Atraídos por essa identidade masculina, os jovens, nem sempre os mais destituídos, incorporam-se aos grupos criminosos em que ficaram à mercê das rigorosas regras que proíbem a traição e a evasão de quaisquer recursos, por mínimos que sejam. Entre esses jovens, no entanto, são os mais destituídos que portam o estigma de eternos suspeitos, portanto incrimináveis, quando são usuários de drogas, aos olhos discriminatórios das agências de controle institucional. Com um agravante: policiais corruptos agem como grupos de extorsão, que pouca diferença guarda com os grupos de extermínio que se forma com o objetivo de matar os eternos suspeitos. Quadrilhas de traficantes e assaltantes não usam métodos diferentes dos primeiros e tudo leva a crer que a luta pelo butim entre eles estaria levando à morte os seus jovens peões. No esquema de extorsão e nas dívidas com traficantes ou policiais, os jovens que começaram como usuários de drogas, são levados a roubar, a assaltar e algumas vezes até a matar para pagar aqueles que os ameaçavam de morte – policiais ou traficantes – caso não consigam saldar a dívida. Muitos deles acabam tornando-se membros de quadrilhas, seja para pagar dívidas, seja para se sentirem mais fortes diante dos inimigos criados, afundando cada vez mais nesse círculo diabólico que eles próprios denominam “condomínio do diabo” (ZALUAR, 1999, p 67).
Enfim, a desigualdade se torna tão importante a partir do momento em que as populações pobres, abandonadas pelos órgãos públicos e inseridos em um sistema capitalista que cada dia mais restringe o mercado de trabalho, deixa à mercê de criminosos a regulação de toda vida social desses bairros.
Quem mais sofre com a relação pobreza/crime são os próprios indivíduos pobres que vivem no meio desses confrontos, ou seja, as populações pobres são tão culpadas como vítimas (ZALUAR, 1999), num processo que cada dia mis leva os jovens dos morros para o mundo do tráfico.
3. VIOLÊNCIA E CULTURA
Uma outra concepção de análise da violência urbana, leva em consideração a violência da sociedade brasileira, colocando que o próprio brasileiro é violento, por apoiar ideias de pena de morte e tortura contra criminosos.
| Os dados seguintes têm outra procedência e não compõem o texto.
use crate::fetch::Sample;
use crate::sli::{ComputeMode, Level, Op, Rule, SliSpec};
use crate::summary::{SliResult, Status};

pub const REASON_MISSING_INPUTS: &str = "missing input metrics";
pub const REASON_NEGATIVE_DELTA: &str = "delta < 0 (counter reset suspected)";
pub const REASON_UNKNOWN_MODE: &str = "unknown compute mode";

/// Evaluate one indicator against the start and end samples.
///
/// Inputs are summed on each side. An input absent from either side marks the indicator as
/// skipped. A negative delta is reported as a warning without consulting the judge rules.
#[must_use]
pub fn evaluate_sli(spec: &SliSpec, start: &Sample, end: &Sample) -> SliResult {
    let mut result = SliResult {
        id: spec.id.clone(),
        title: spec.title.clone(),
        unit: spec.unit.clone(),
        kind: spec.kind.clone(),
        description: spec.description.clone(),
        value: None,
        status: Status::Skip,
        reason: None,
        inputs_used: Vec::with_capacity(spec.inputs.len()),
        inputs_missing: Vec::new(),
    };

    let mut start_sum = 0.0;
    let mut end_sum = 0.0;
    for input in &spec.inputs {
        result.inputs_used.push(input.key.clone());
        match (start.values.get(&input.key), end.values.get(&input.key)) {
            (Some(s), Some(e)) => {
                start_sum += s;
                end_sum += e;
            }
            _ => result.inputs_missing.push(input.key.clone()),
        }
    }

    if !result.inputs_missing.is_empty() {
        result.reason = Some(REASON_MISSING_INPUTS.to_string());
        return result;
    }

    let value = match &spec.compute.mode {
        ComputeMode::Single => start_sum,
        ComputeMode::End => end_sum,
        ComputeMode::Delta => end_sum - start_sum,
        ComputeMode::Unknown(_) => {
            result.reason = Some(REASON_UNKNOWN_MODE.to_string());
            return result;
        }
    };
    result.value = Some(value);

    if spec.compute.mode == ComputeMode::Delta && value < 0.0 {
        result.status = Status::Warn;
        result.reason = Some(REASON_NEGATIVE_DELTA.to_string());
        return result;
    }

    let (status, reason) = spec.judge.as_ref().map_or((Status::Pass, None), |j| judge(value, &j.rules));
    result.status = status;
    result.reason = reason;
    result
}

/// Apply judge rules to a value.
///
/// The first matching fail rule wins immediately. Otherwise the last matching warn rule in
/// declared order sets the status. Rules with an unknown level never match.
#[must_use]
pub fn judge(value: f64, rules: &[Rule]) -> (Status, Option<String>) {
    let mut warn: Option<&Rule> = None;

    for rule in rules {
        if !rule.matches(value) {
            continue;
        }

        match rule.level {
            Level::Fail => return (Status::Fail, Some(format!("rule fail: {rule}"))),
            Level::Warn => warn = Some(rule),
            Level::Unknown(_) => {}
        }
    }

    warn.map_or((Status::Pass, None), |rule| (Status::Warn, Some(format!("rule warn: {rule}"))))
}

/// Describe rules the judge will ignore, one entry per rule with its 1-based position.
#[must_use]
pub fn ignored_rules(spec: &SliSpec) -> Vec<String> {
    let Some(judge) = &spec.judge else {
        return Vec::new();
    };

    judge
        .rules
        .iter()
        .enumerate()
        .filter_map(|(i, rule)| {
            let detail = match (&rule.op, &rule.level) {
                (Op::Unknown(op), _) => format!("unknown operator {op:?}"),
                (_, Level::Unknown(level)) => format!("unknown level {level:?}"),
                _ => return None,
            };
            Some(format!("sli {}: rule {} ignored ({detail})", spec.id, i + 1))
        })
        .collect()
}

#[cfg(test)]
mod tests {
    use super::*;
    use crate::sli::{ComputeSpec, JudgeSpec, MetricRef};
    use chrono::Utc;

    fn sample(values: &[(&str, f64)]) -> Sample {
        Sample::new(Utc::now(), values.iter().map(|(k, v)| ((*k).to_string(), *v)).collect())
    }

    fn spec(inputs: &[&str], compute: ComputeSpec, rules: Option<Vec<Rule>>) -> SliSpec {
        SliSpec {
            id: "s".to_string(),
            title: "S".to_string(),
            unit: "count".to_string(),
            kind: "delta_counter".to_string(),
            description: String::new(),
            inputs: inputs.iter().map(|k| MetricRef::name(*k)).collect(),
            compute,
            judge: rules.map(JudgeSpec::new),
        }
    }

    #[test]
    fn test_delta_without_judge_passes() {
        let r = evaluate_sli(&spec(&["x"], ComputeSpec::delta(), None), &sample(&[("x", 10.0)]), &sample(&[("x", 25.0)]));
        assert_eq!(r.value, Some(15.0));
        assert_eq!(r.status, Status::Pass);
        assert_eq!(r.reason, None);
        assert_eq!(r.inputs_used, vec!["x"]);
        assert!(r.inputs_missing.is_empty());
    }

    #[test]
    fn test_negative_delta_bypasses_judge() {
        let s = spec(&["x"], ComputeSpec::delta(), Some(vec![Rule::fail("<", 0.0)]));
        let r = evaluate_sli(&s, &sample(&[("x", 20.0)]), &sample(&[("x", 5.0)]));
        assert_eq!(r.value, Some(-15.0));
        assert_eq!(r.status, Status::Warn);
        assert!(r.reason.unwrap().contains("counter reset"));
    }

    #[test]
    fn test_missing_input_skips() {
        let r = evaluate_sli(&spec(&["x", "y"], ComputeSpec::delta(), None), &sample(&[("x", 1.0), ("y", 1.0)]), &sample(&[("x", 2.0)]));
        assert_eq!(r.status, Status::Skip);
        assert_eq!(r.value, None);
        assert_eq!(r.reason.as_deref(), Some(REASON_MISSING_INPUTS));
        assert_eq!(r.inputs_missing, vec!["y"]);
        assert_eq!(r.inputs_used, vec!["x", "y"]);
    }

    #[test]
    fn test_inputs_are_summed() {
        let s = spec(&["a", "b"], ComputeSpec::delta(), None);
        let r = evaluate_sli(&s, &sample(&[("a", 1.0), ("b", 2.0)]), &sample(&[("a", 5.0), ("b", 8.0)]));
        assert_eq!(r.value, Some(10.0));
    }

    #[test]
    fn test_single_and_end_modes() {
        let start = sample(&[("g", 4.0)]);
        let end = sample(&[("g", 9.0)]);
        assert_eq!(evaluate_sli(&spec(&["g"], ComputeSpec::single(), None), &start, &end).value, Some(4.0));
        assert_eq!(evaluate_sli(&spec(&["g"], ComputeSpec::end(), None), &start, &end).value, Some(9.0));
    }

    #[test]
    fn test_negative_single_value_is_judged() {
        let s = spec(&["g"], ComputeSpec::single(), Some(vec![Rule::warn("<", 0.0)]));
        let r = evaluate_sli(&s, &sample(&[("g", -1.0)]), &sample(&[("g", -1.0)]));
        assert_eq!(r.status, Status::Warn);
        assert_eq!(r.reason.as_deref(), Some("rule warn: value < 0"));
    }

    #[test]
    fn test_unknown_mode_skips() {
        let s = spec(&["g"], ComputeSpec { mode: ComputeMode::from("ratio") }, None);
        let r = evaluate_sli(&s, &sample(&[("g", 1.0)]), &sample(&[("g", 2.0)]));
        assert_eq!(r.status, Status::Skip);
        assert_eq!(r.value, None);
        assert_eq!(r.reason.as_deref(), Some(REASON_UNKNOWN_MODE));
    }

    #[test]
    fn test_judge_fail_dominates() {
        let rules = vec![Rule::warn(">", 0.0), Rule::fail(">", 10.0)];
        assert_eq!(judge(15.0, &rules), (Status::Fail, Some("rule fail: value > 10".to_string())));
        assert_eq!(judge(5.0, &rules), (Status::Warn, Some("rule warn: value > 0".to_string())));
        assert_eq!(judge(0.0, &rules), (Status::Pass, None));
    }

    #[test]
    fn test_judge_first_fail_wins() {
        let rules = vec![Rule::fail(">", 1.0), Rule::fail(">", 2.0)];
        assert_eq!(judge(3.0, &rules).1.as_deref(), Some("rule fail: value > 1"));
    }

    #[test]
    fn test_judge_last_warn_wins() {
        let rules = vec![Rule::warn(">", 1.0), Rule::warn(">=", 2.0)];
        assert_eq!(judge(3.0, &rules).1.as_deref(), Some("rule warn: value >= 2"));
    }

    #[test]
    fn test_judge_ignores_unknown() {
        let rules = vec![
            Rule::new("~", 0.0, Level::Fail),
            Rule::new(Op::Gt, 0.0, Level::from("critical")),
        ];
        assert_eq!(judge(5.0, &rules), (Status::Pass, None));
    }

    #[test]
    fn test_ignored_rules_warnings() {
        let s = spec(
            &["x"],
            ComputeSpec::delta(),
            Some(vec![
                Rule::fail(">", 1.0),
                Rule::new("~", 0.0, Level::Fail),
                Rule::new(">", 0.0, Level::from("critical")),
            ]),
        );

        assert_eq!(
            ignored_rules(&s),
            vec![
                r#"sli s: rule 2 ignored (unknown operator "~")"#.to_string(),
                r#"sli s: rule 3 ignored (unknown level "critical")"#.to_string(),
            ]
        );
        assert!(ignored_rules(&spec(&["x"], ComputeSpec::delta(), None)).is_empty());
    }
}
Esse argumento foi muito usado para explicar a violência policial: a polícia era violenta porque a população era violenta e pela polícia agir com violência a população reagia com violência, gerando um ciclo de violência crescente, sem explicações.
Alguns autores afirmavam que essas explanações por penas mais duras vinham do fato de que existia uma forte e excessiva manipulação política de imagens relacionadas ao crime nos meios de comunicação. Ou seja, haveria um “imaginário do medo” que manteria o apoio da população às políticas duras contra o crime. Em vez de investir em prevenção, criava-se o medo e com isso se reinvestia nos mesmos métodos arcaicos de políticas de segurança: maior efetivo policial nas ruas e uma liberação para manter a ordem através da repressão. Ao invés de se investir em educação, cultura, saúde, cria-se o medo na população com a ajuda da mídia e com isso se mantém a velha estrutura.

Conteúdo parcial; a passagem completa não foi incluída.